Comment a-t-on procédé ?
D’abord, la réputation libertine de votre pays est confortée par les souvenirs vécus, mais souvent très exagérés, du contingent américain venu en renfort pendant la Première Guerre mondiale, en 1917. Un dessin de Stars and Stripes montre deux GI traquant des jeunes filles dans un village. L’un d’eux dit : « Papa m’a beaucoup parlé de cet endroit ! » Le Guide pratique à l’usage des GI’s en France, en 1944, est à cet égard un chef-d’oeuvre de duplicité alléchante : « On dit que les Françaises sont faciles, alerte-t-il. Mais en fait, pas du tout ! » On ne manque pas de le mentionner tout de même… Et les soldats qui rampent sous le feu allemand le 6 juin 1944 portent tous un lot de cinq préservatifs distribué avec leurs munitions…
Finalement, que constatent-ils sur le sol français ?
Les GI, qui viennent de tous les milieux sociaux, mais pour beaucoup de zones rurales et de petites villes, sont âgés de 18 à 20 ans et, le plus souvent, inexpérimentés sexuellement. Or ils découvrent un pays où la règle de la chasteté connaît de nombreuses exceptions. A leur grande surprise, ils se rendent compte que, même en Normandie, les familles tolèrent la vie sexuelle de leurs filles, à condition que leur relation soit sérieuse et permette d’envisager le mariage. C’est réellement un choc. J’ai une lettre d’un soldat qui raconte avoir couché avec une fille alors que les parents dormaient dans la même pièce. Il se demande s’il a rêvé. Son expérience conforte l’image d’un pays dénué de morale, tel qu’a pu le décrire Joe Weston, un journaliste de Life, en 1945 : « La France est un gigantesque bordel, écrivait-il, habité par 40 millions d’hédonistes qui passent leur temps à manger, boire et faire l’amour. »
Visiblement, les Amérciains ne prennent pas la France au sérieux.
C’est effectivement l’arrière-plan politique de toute l’histoire. On connaît l’inimitié de Roosevelt envers de Gaulle et, surtout, le peu d’intérêt des Américains pour un rétablissement rapide de la souveraineté française. Le cliché d’une nation de débauchés justifie tacitement le contrôle total de la France au nom des priorités politiques et militaires américaines. Il porte les relents d’un classique discours colonial décrivant le peuple dominé comme trop lascif, primitif, indolent et irresponsable pour s’administrer lui-même.

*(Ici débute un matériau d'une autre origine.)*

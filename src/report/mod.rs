//! 시뮬레이션 결과 내보내기. 계산 엔진은 파일을 다루지 않으므로 모든 직렬화는 여기서 한다.

pub mod csv_export;
pub mod text_report;

use std::fs::File;
use std::io::BufWriter;
use std::path::Path;
use thiserror::Error;
use tracing::info;

use crate::circuit::SimulationResult;
use crate::i18n::Translator;

/// 보고서 출력 중 발생 가능한 오류.
#[derive(Debug, Error)]
pub enum ReportError {
    #[error("파일 입출력 오류: {0}")]
    Io(#[from] std::io::Error),
    #[error("CSV 작성 오류: {0}")]
    Csv(#[from] csv::Error),
    #[error("페이지 줄 수는 {min} 이상이어야 합니다 (입력 {given})")]
    PageTooShort { given: usize, min: usize },
}

/// 결과를 CSV 파일로 저장한다.
pub fn export_csv_file(result: &SimulationResult, path: impl AsRef<Path>) -> Result<(), ReportError> {
    let path = path.as_ref();
    let file = BufWriter::new(File::create(path)?);
    csv_export::write_csv(result, file)?;
    info!(path = %path.display(), "CSV exported");
    Ok(())
}

/// 결과를 페이지 구분된 텍스트 보고서로 저장한다.
pub fn export_report_file(
    result: &SimulationResult,
    tr: &Translator,
    page_lines: usize,
    path: impl AsRef<Path>,
) -> Result<(), ReportError> {
    let path = path.as_ref();
    let file = BufWriter::new(File::create(path)?);
    text_report::write_report(result, tr, page_lines, file)?;
    info!(path = %path.display(), "report exported");
    Ok(())
}
use serde::{Deserialize, Serialize};
use tracing::debug;

use super::errors::{require_positive, CircuitError};
use super::params::BallMillParameters;
use super::sag_mill::{bond_product_p80, power_mw, StageResult};

/// 사이클론 개구부 직경(m 환산).
#[derive(Debug, Clone, Copy, PartialEq, Serialize, Deserialize)]
pub struct CycloneOpenings {
    pub apex_m: f64,
    pub vortex_m: f64,
}

/// 볼 밀 계산 입력.
#[derive(Debug, Clone, Copy)]
pub struct BallMillInput<'a> {
    /// SAG 신규 급광량 [t/h]
    pub sag_tonnage_tph: f64,
    /// SAG 비에너지 [kWh/t]
    pub sag_specific_energy_kwh_t: f64,
    pub params: &'a BallMillParameters,
    pub openings: CycloneOpenings,
    /// 볼 밀 / SAG 비에너지 비율
    pub energy_ratio: f64,
    /// 개구부 크기에 따른 순환 처리량 계수
    pub circulation_coefficient: f64,
}

/// 볼 밀 계산 결과.
#[derive(Debug, Clone, Copy, PartialEq, Serialize, Deserialize)]
pub struct BallMillResult {
    pub stage: StageResult,
    /// 순환 처리량을 포함한 볼 밀 처리량 [t/h]
    pub tonnage_tph: f64,
}

/// 사이클론 개구부가 클수록 순환 처리량이 커지는 경험식.
///
/// T_bm = T_sag · (1 + c · (apex + vortex))
pub fn ball_mill_tonnage(
    sag_tonnage_tph: f64,
    openings: CycloneOpenings,
    circulation_coefficient: f64,
) -> f64 {
    sag_tonnage_tph * (1.0 + circulation_coefficient * (openings.apex_m + openings.vortex_m))
}

/// 볼 밀 처리량, 비에너지, 산물 P80, 동력을 계산한다.
/// 비에너지는 SAG 비에너지의 고정 비율로 둔다.
pub fn compute_ball_mill(input: BallMillInput<'_>) -> Result<BallMillResult, CircuitError> {
    require_positive("ball_mill.energy_ratio", input.energy_ratio)?;
    let tonnage = ball_mill_tonnage(
        input.sag_tonnage_tph,
        input.openings,
        input.circulation_coefficient,
    );
    let ecs = input.energy_ratio * input.sag_specific_energy_kwh_t;
    let p80 = bond_product_p80(ecs, input.params.work_index_kwh_t, input.params.f80_um)?;
    let power = power_mw(ecs, tonnage);
    debug!(tonnage, ecs, p80, power, "ball mill stage");

    Ok(BallMillResult {
        stage: StageResult {
            specific_energy_kwh_t: ecs,
            power_mw: power,
            p80_um: p80,
        },
        tonnage_tph: tonnage,
    })
}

On sait à quel point les Françaises appréciaient les GI. Qu’en pensent alors leurs concitoyens ?
Ils ne peuvent rivaliser avec ces étrangers exotiques, athlétiques, bien nourris, chargés de cadeaux inestimables et assez riches pour sortir les filles au cinéma. C’est une humiliation terrible. Les Français ont vécu quatre ans dans une bulle, privés d’informations. L’arrivée des Américains leur révèle le niveau où est tombé leur pays. A la joie de la Libération succède un profond traumatisme devant le manque de respect des libérateurs à leur égard.
Comment s’explique ce manque de respect ?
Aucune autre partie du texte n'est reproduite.